───── Given information

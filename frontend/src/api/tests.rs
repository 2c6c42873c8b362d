use super::*;
use crate::config::ClientConfig;
use crate::utils::storage::{KeyValueStore, MemoryStore, TOKEN_KEY};
use httpmock::prelude::*;
use serde_json::json;
use std::sync::Arc;

fn token_json(access: &str, refresh: &str) -> serde_json::Value {
    json!({
        "access_token": access,
        "refresh_token": refresh,
        "token_type": "Bearer",
        "expires_in": 3600
    })
}

fn setting_json(name: &str, value: Option<&str>) -> serde_json::Value {
    json!({
        "name": name,
        "value": value,
        "displayName": name,
        "description": null,
        "defaultValue": "default"
    })
}

fn client_for(server: &MockServer) -> ApiClient {
    ApiClient::new(ClientConfig {
        api_base_url: server.base_url(),
        client_id: "admin-ui".into(),
        client_secret: "secret".into(),
        ..ClientConfig::default()
    })
}

fn authenticated_client(server: &MockServer, bearer: &str) -> ApiClient {
    let store: Arc<dyn KeyValueStore> = Arc::new(MemoryStore::with_entries([(TOKEN_KEY, bearer)]));
    client_for(server).with_token_store(store)
}

#[tokio::test]
async fn login_posts_password_grant() {
    let server = MockServer::start_async().await;
    let mock = server
        .mock_async(|when, then| {
            when.method(POST)
                .path("/connect/token")
                .body_contains("grant_type=password")
                .body_contains("username=admin")
                .body_contains("client_id=admin-ui");
            then.status(200).json_body(token_json("abc", "r1"));
        })
        .await;

    let client = client_for(&server);
    let token = client
        .login(&UserLoginData {
            user_name: "admin".into(),
            password: "1q2w3E*".into(),
        })
        .await
        .unwrap();

    mock.assert_async().await;
    assert_eq!(token.bearer(), "Bearer abc");
    assert_eq!(token.refresh_token, "r1");
}

#[tokio::test]
async fn login_with_phone_posts_phone_verify_grant() {
    let server = MockServer::start_async().await;
    let mock = server
        .mock_async(|when, then| {
            when.method(POST)
                .path("/connect/token")
                .body_contains("grant_type=phone_verify")
                .body_contains("phone_number=13800000000")
                .body_contains("phone_verify_code=123456");
            then.status(200).json_body(token_json("phone", "r-phone"));
        })
        .await;

    let client = client_for(&server);
    let token = client
        .login_with_phone(&UserLoginPhoneData {
            phone_number: "13800000000".into(),
            verify_code: "123456".into(),
        })
        .await
        .unwrap();

    mock.assert_async().await;
    assert_eq!(token.access_token, "phone");
}

#[tokio::test]
async fn login_maps_oauth_error_body() {
    let server = MockServer::start_async().await;
    server
        .mock_async(|when, then| {
            when.method(POST).path("/connect/token");
            then.status(400).json_body(json!({
                "error": "invalid_grant",
                "error_description": "Invalid username or password!"
            }));
        })
        .await;

    let err = client_for(&server)
        .login(&UserLoginData {
            user_name: "admin".into(),
            password: "wrong".into(),
        })
        .await
        .unwrap_err();

    assert_eq!(err.code, "invalid_grant");
    assert_eq!(err.error, "Invalid username or password!");
}

#[tokio::test]
async fn refresh_token_sends_refresh_grant_with_current_bearer() {
    let server = MockServer::start_async().await;
    let mock = server
        .mock_async(|when, then| {
            when.method(POST)
                .path("/connect/token")
                .header("Authorization", "Bearer abc")
                .body_contains("grant_type=refresh_token")
                .body_contains("refresh_token=r1");
            then.status(200).json_body(token_json("xyz", "r2"));
        })
        .await;

    let token = client_for(&server)
        .refresh_token("Bearer abc", "r1")
        .await
        .unwrap();

    mock.assert_async().await;
    assert_eq!(token.bearer(), "Bearer xyz");
    assert_eq!(token.refresh_token, "r2");
}

#[tokio::test]
async fn logout_revokes_refresh_token() {
    let server = MockServer::start_async().await;
    let mock = server
        .mock_async(|when, then| {
            when.method(POST)
                .path("/connect/revocation")
                .body_contains("token=r1")
                .body_contains("token_type_hint=refresh_token");
            then.status(200);
        })
        .await;

    client_for(&server).logout("r1").await.unwrap();
    mock.assert_async().await;
}

#[tokio::test]
async fn logout_without_error_body_reports_status() {
    let server = MockServer::start_async().await;
    server
        .mock_async(|when, then| {
            when.method(POST).path("/connect/revocation");
            then.status(503).body("unavailable");
        })
        .await;

    let err = client_for(&server).logout("r1").await.unwrap_err();
    assert_eq!(err.code, "REQUEST_FAILED");
    assert!(err.error.contains("503"));
}

#[tokio::test]
async fn auth_server_can_live_on_separate_host() {
    let api = MockServer::start_async().await;
    let auth = MockServer::start_async().await;
    let mock = auth
        .mock_async(|when, then| {
            when.method(POST).path("/connect/token");
            then.status(200).json_body(token_json("abc", "r1"));
        })
        .await;

    let client = ApiClient::new(ClientConfig {
        api_base_url: api.base_url(),
        auth_base_url: Some(format!("{}/", auth.base_url())),
        ..ClientConfig::default()
    });
    client
        .login(&UserLoginData {
            user_name: "admin".into(),
            password: "pw".into(),
        })
        .await
        .unwrap();
    mock.assert_async().await;
}

#[tokio::test]
async fn load_configuration_sends_stored_bearer_and_tenant() {
    let server = MockServer::start_async().await;
    let mock = server
        .mock_async(|when, then| {
            when.method(GET)
                .path("/api/abp/application-configuration")
                .header("Authorization", "Bearer abc")
                .header("__tenant", "acme");
            then.status(200).json_body(json!({
                "currentUser": {
                    "isAuthenticated": true,
                    "id": "u1",
                    "userName": "admin",
                    "name": "Admin",
                    "email": "admin@abp.io",
                    "roles": ["admin"]
                }
            }));
        })
        .await;

    let store: Arc<dyn KeyValueStore> = Arc::new(MemoryStore::with_entries([(TOKEN_KEY, "Bearer abc")]));
    let client = ApiClient::new(ClientConfig {
        api_base_url: server.base_url(),
        tenant: Some("acme".into()),
        ..ClientConfig::default()
    })
    .with_token_store(store);

    let configuration = client.load().await.unwrap();
    mock.assert_async().await;
    assert_eq!(configuration.current_user.id.as_deref(), Some("u1"));
    assert_eq!(configuration.current_user.email.as_deref(), Some("admin@abp.io"));
}

#[tokio::test]
async fn load_configuration_maps_abp_error_envelope() {
    let server = MockServer::start_async().await;
    server
        .mock_async(|when, then| {
            when.method(GET).path("/api/abp/application-configuration");
            then.status(500).json_body(json!({
                "error": { "code": null, "message": "An internal error occurred", "details": null }
            }));
        })
        .await;

    let err = client_for(&server).load().await.unwrap_err();
    assert_eq!(err.code, "REMOTE_ERROR");
    assert_eq!(err.error, "An internal error occurred");
}

#[tokio::test]
async fn get_settings_passes_provider_query() {
    let server = MockServer::start_async().await;
    let mock = server
        .mock_async(|when, then| {
            when.method(GET)
                .path("/api/settings")
                .query_param("providerName", "T")
                .query_param("providerKey", "tenant 1")
                .header("Authorization", "Bearer abc");
            then.status(200).json_body(json!({
                "items": [setting_json("App.Theme", Some("dark"))]
            }));
        })
        .await;

    let settings = authenticated_client(&server, "Bearer abc")
        .get_settings("T", "tenant 1")
        .await
        .unwrap();

    mock.assert_async().await;
    assert_eq!(settings.items.len(), 1);
    assert_eq!(settings.items[0].name, "App.Theme");
    assert_eq!(settings.items[0].get_value(), Some(json!("dark")));
}

#[tokio::test]
async fn scoped_settings_endpoints_hit_their_paths() {
    let server = MockServer::start_async().await;
    let global = server
        .mock_async(|when, then| {
            when.method(GET).path("/api/settings/by-global");
            then.status(200)
                .json_body(json!({ "items": [setting_json("Global", None)] }));
        })
        .await;
    let tenant = server
        .mock_async(|when, then| {
            when.method(GET).path("/api/settings/by-current-tenant");
            then.status(200).json_body(json!({ "items": [] }));
        })
        .await;
    let me = server
        .mock_async(|when, then| {
            when.method(GET).path("/api/settings/by-current-user");
            then.status(200).json_body(json!({ "items": [] }));
        })
        .await;
    let user = server
        .mock_async(|when, then| {
            when.method(GET)
                .path("/api/settings/by-user")
                .query_param("userId", "u1");
            then.status(200).json_body(json!({ "items": [] }));
        })
        .await;

    let client = authenticated_client(&server, "Bearer abc");
    let globals = client.get_global_settings().await.unwrap();
    assert_eq!(globals.items[0].get_value(), Some(json!("default")));
    client.get_current_tenant_settings().await.unwrap();
    client.get_current_user_settings().await.unwrap();
    client.get_user_settings("u1").await.unwrap();

    global.assert_async().await;
    tenant.assert_async().await;
    me.assert_async().await;
    user.assert_async().await;
}

#[tokio::test]
async fn set_settings_puts_update_payload() {
    let server = MockServer::start_async().await;
    let mock = server
        .mock_async(|when, then| {
            when.method(PUT)
                .path("/api/settings")
                .query_param("providerName", "U")
                .query_param("providerKey", "u1")
                .json_body(json!({
                    "settings": [
                        { "name": "App.Theme", "value": "dark" },
                        { "name": "App.PageSize", "value": 20 }
                    ]
                }));
            then.status(204);
        })
        .await;

    let mut update = SettingsUpdate::new();
    update.push("App.Theme", "dark").push("App.PageSize", 20);

    authenticated_client(&server, "Bearer abc")
        .set_settings("U", "u1", &update)
        .await
        .unwrap();
    mock.assert_async().await;
}

#[tokio::test]
async fn set_settings_rejects_empty_update_without_request() {
    let server = MockServer::start_async().await;
    let mock = server
        .mock_async(|when, then| {
            when.method(PUT).path("/api/settings");
            then.status(204);
        })
        .await;

    let err = client_for(&server)
        .set_settings("G", "", &SettingsUpdate::new())
        .await
        .unwrap_err();

    assert_eq!(err.code, "VALIDATION_ERROR");
    assert_eq!(mock.hits_async().await, 0);
}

──────────

- What you have to do -
Wherever a line of the data above contains "null", copy that line.

- Result for this task -
        "description": null,
                "error": { "code": null, "message": "An internal error occurred", "details": null }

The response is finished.